The Developmental Thinking Coach is a proposed extension of this game, designed to deepen and structure the learning journey that the cards initiate. It will offer structured coaching journeys based on the game’sapproach and content, guiding users through reflection and application of the insights to real-world development challenges.
Strategic Design
A robust strategic design for development programs must encompass clarity of vision, sustainability of impacts, and responsiveness to dynamic contexts. Key elements include:
- Theory of Change: Clearly articulated, incorporating assumptions and pathways informed by critical evaluation insights (Vogel, 2012).
- Systems Thinking: Recognizing interdependencies and leveraging systems-wide understanding to foster resilience (Meadows, 2008).
- Localization and Ownership: Prioritizing local leadership and culturally embedded solutions to enhance relevance, acceptance, and long-term sustainability (Escobar, 1995).
Operational Tactics and Partnerships
Operational implementation must prioritize tactical adaptability, resource efficiency, and partnership alignment. Strategies include:
- Adaptive Management: Iterative approaches allowing real-time feedback loops and course corrections (Ramalingam et al., 2014).
- Efficient Resource Utilization: Leveraging local resources, reducing dependency on external inputs, and maximizing impact through focused interventions (Banerjee & Duflo, 2011).
- Multi-Stakeholder Partnerships: Inclusive partnerships with civil society, private sector, academia, and local governments to ensure coherent and coordinated actions (Brinkerhoff, 2002).
Philosophical Dimensions: Resilience and Sustainability
Philosophically, sustainable and resilient development integrates ethical reflection, ecological consciousness, and holistic approaches to human wellbeing.
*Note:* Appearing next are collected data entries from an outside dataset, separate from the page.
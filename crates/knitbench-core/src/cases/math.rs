//! Arithmetic word problems, including ones that correct themselves.

use rand::rngs::StdRng;
use rand::Rng;

use super::numeric::NumericGrader;
use super::{Grader, SuiteContext};
use crate::error::GenerationError;
use crate::model::{Answer, CaseKind, Query};

const NAMES: [&str; 8] = [
    "Amara", "Bruno", "Chen", "Dalia", "Emeka", "Farah", "Goran", "Hana",
];

const ANSWER_INSTRUCTION: &str =
    "Show your reasoning if you like, then finish with \"The answer is <number>.\"";

struct Problem {
    text: String,
    answer: f64,
    template: &'static str,
}

fn math_problem(rng: &mut StdRng) -> Problem {
    let name = NAMES[rng.gen_range(0..NAMES.len())];
    match rng.gen_range(0..5) {
        0 => {
            let trays: i64 = rng.gen_range(3..=12);
            let per_tray: i64 = rng.gen_range(6..=24);
            let sold: i64 = rng.gen_range(1..trays * per_tray);
            Problem {
                text: format!(
                    "{name} bakes {trays} trays of cookies with {per_tray} cookies on each tray \
                     and sells {sold} of them. How many cookies are left?"
                ),
                answer: (trays * per_tray - sold) as f64,
                template: "bakery",
            }
        }
        1 => {
            let v: i64 = rng.gen_range(40..=120);
            let h: i64 = rng.gen_range(1..=5);
            let w: i64 = rng.gen_range(40..=120);
            let k: i64 = rng.gen_range(1..=5);
            Problem {
                text: format!(
                    "A train travels at {v} km/h for {h} hours and then at {w} km/h for {k} hours. \
                     How many kilometres does it travel in total?"
                ),
                answer: (v * h + w * k) as f64,
                template: "train",
            }
        }
        2 => {
            let friends: i64 = rng.gen_range(2..=9);
            let pizzas: i64 = rng.gen_range(1..=6);
            Problem {
                text: format!(
                    "{name} and friends, {friends} people in total, share {pizzas} pizzas equally. \
                     Each pizza is cut into 8 slices. How many slices does each person get? \
                     Give an exact fraction or a decimal rounded to at least two places."
                ),
                answer: (pizzas * 8) as f64 / friends as f64,
                template: "pizza",
            }
        }
        3 => {
            let red: i64 = rng.gen_range(1..=20);
            let blue: i64 = rng.gen_range(1..=20);
            Problem {
                text: format!(
                    "A jar holds {red} red marbles and {blue} blue marbles. What fraction of the \
                     marbles are red? Give an exact fraction or a decimal rounded to at least two places."
                ),
                answer: red as f64 / (red + blue) as f64,
                template: "marbles",
            }
        }
        _ => {
            let price: i64 = rng.gen_range(1..=15) * 20;
            let discount: i64 = [10, 20, 25, 50][rng.gen_range(0..4)];
            let tax: i64 = [5, 10][rng.gen_range(0..2)];
            Problem {
                text: format!(
                    "A jacket costs ${price}. It is discounted by {discount}%, and then a {tax}% \
                     sales tax is added to the discounted price. What is the final price in dollars?"
                ),
                answer: price as f64 * (1.0 - discount as f64 / 100.0) * (1.0 + tax as f64 / 100.0),
                template: "discount",
            }
        }
    }
}

pub(crate) fn generate_math(ctx: &SuiteContext) -> Result<Vec<Query>, GenerationError> {
    let kind = CaseKind::MathQa;
    let mut rng = ctx.rng_for(kind);
    let mut out = Vec::with_capacity(ctx.cases_per_kind);

    for i in 0..ctx.cases_per_kind {
        let problem = math_problem(&mut rng);
        if !problem.answer.is_finite() {
            return Err(GenerationError::new(
                kind,
                format!("{} produced a non-finite answer", problem.template),
            ));
        }
        out.push(
            Query::new(
                kind,
                i,
                format!("{}\n\n{ANSWER_INSTRUCTION}", problem.text),
                Answer::Number(problem.answer),
                Grader::Numeric(NumericGrader::real(problem.answer)),
            )
            .with_param("template", problem.template),
        );
    }
    Ok(out)
}

struct Correction {
    text: String,
    answer: i64,
    uncorrected: i64,
    template: &'static str,
}

/// A value in `lo..=hi` different from `original`.
fn corrected_value(rng: &mut StdRng, original: i64, lo: i64, hi: i64) -> i64 {
    let v = rng.gen_range(lo..hi);
    if v >= original {
        v + 1
    } else {
        v
    }
}

fn correction_problem(rng: &mut StdRng) -> Correction {
    let name = NAMES[rng.gen_range(0..NAMES.len())];
    match rng.gen_range(0..3) {
        0 => {
            let monday: i64 = rng.gen_range(5..=30);
            let tuesday: i64 = rng.gen_range(5..=30);
            let per_box: i64 = rng.gen_range(4..=24);
            let actual = corrected_value(rng, monday, 5, 30);
            Correction {
                text: format!(
                    "A warehouse receives {monday} boxes on Monday and {tuesday} boxes on Tuesday. \
                     Each box holds {per_box} items. The Monday delivery was later recounted and \
                     it was actually {actual} boxes, not {monday}. How many items arrived in total?"
                ),
                answer: (actual + tuesday) * per_box,
                uncorrected: (monday + tuesday) * per_box,
                template: "warehouse",
            }
        }
        1 => {
            let pages: i64 = rng.gen_range(10..=60);
            let days: i64 = rng.gen_range(3..=14);
            let actual = corrected_value(rng, pages, 10, 60);
            Correction {
                text: format!(
                    "{name} reads {pages} pages every day for {days} days. Looking back at a \
                     reading log, {name} realises the daily amount was misremembered: it was \
                     really {actual} pages per day. How many pages did {name} read in total?"
                ),
                answer: actual * days,
                uncorrected: pages * days,
                template: "reading",
            }
        }
        _ => {
            let width: i64 = rng.gen_range(5..=40);
            let length: i64 = rng.gen_range(10..=80);
            let actual = corrected_value(rng, width, 5, 40);
            Correction {
                text: format!(
                    "A field is {width} m wide and {length} m long. The surveyor's note at the \
                     bottom of the report says the width was written down wrong and is really \
                     {actual} m. What is the area of the field in square metres?"
                ),
                answer: actual * length,
                uncorrected: width * length,
                template: "field",
            }
        }
    }
}

pub(crate) fn generate_implicit_correction(
    ctx: &SuiteContext,
) -> Result<Vec<Query>, GenerationError> {
    let kind = CaseKind::ImplicitCorrectionMath;
    let mut rng = ctx.rng_for(kind);
    let mut out = Vec::with_capacity(ctx.cases_per_kind);

    for i in 0..ctx.cases_per_kind {
        let problem = correction_problem(&mut rng);
        if problem.answer == problem.uncorrected {
            return Err(GenerationError::new(
                kind,
                format!("{} correction did not change the answer", problem.template),
            ));
        }
        let grader = NumericGrader::real(problem.answer as f64)
            .with_decoy(problem.uncorrected as f64, "used the figure before the correction");
        out.push(
            Query::new(
                kind,
                i,
                format!("{}\n\n{ANSWER_INSTRUCTION}", problem.text),
                Answer::Number(problem.answer as f64),
                Grader::Numeric(grader),
            )
            .with_param("template", problem.template)
            .with_param("uncorrected_answer", problem.uncorrected),
        );
    }
    Ok(out)
}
Principles include:
- Holistic Sustainability: Aligning economic, environmental, social, and cultural dimensions of sustainability within the safe and just operating space defined by social foundations and planetary boundaries (Raworth, 2017; Rockström et al., 2009; Steffen et al., 2015).
- Resilience as Adaptability: Building capacity within communities to adapt, recover, and thrive amidst shocks and chronic stresses, informed by ecological and social resilience theory (Walker & Salt, 2006).
- Ethical Development Practice: Ensuring development is driven by moral responsibility, emphasizing dignity, justice, and equity (Sen, 1999; Nussbaum, 2011).
Cultural Creativity and Indigenous Wisdom
Incorporating cultural creativity and indigenous wisdom is crucial for authentic resilience. Communities historically facing resource scarcity often develop profound strategies embedded in local traditions, arts, and cultural practices:
- Arts, Poetry, and Photography: Leveraging creative arts to enhance critical and creative thinking, stimulate innovative problem-solving, and foster deep engagement with development issues (Freire, 1970; Csikszentmihalyi, 1996; Berkes, 2008).
- Proverbs and Traditional Knowledge: Integrating traditional ecological knowledge (TEK) and local wisdom to guide sustainable practices and adaptive strategies.
- Creative Resilience: Utilizing artistic and cultural narratives to cultivate emotional resilience, identity, and community solidarity (Boal, 2000).As Brian Eno suggests in his “Oblique Strategies,” creative problem-solving often requires lateral thinking: “Honor thy error as a hidden intention.” This approach encourages development practitioners to reframe mistakes and uncertainties as opportunities for deeper insights and innovative solutions.
Combating Disinformation through Critical Thinking
In an era dominated by disinformation, misinformation, and skepticism, the need for tools that foster critical thinking, informed judgment, and ethical decision-making is more urgent than ever. Disinformation undermines trust, distorts decision-making, and hampers effective development cooperation (Wardle & Derakhshan, 2017). Tools such as the JLS Learning Strategies Game become indispensable in nurturing critical thinking, facilitating dialogue, and reinforcing sound, evidence-based values.
Implementation: The JLS Learning Strategies Game
The JLS Learning Strategies Game operationalizes the above principles, combining rigorous evaluation insights, cultural proverbs, artistic imagery, and creative questions into an interactive tool. The game serves as:
- Web-based Interface: A simplified online tool integrated into the JLS-consulting.org platform, facilitating initial engagement and reflection.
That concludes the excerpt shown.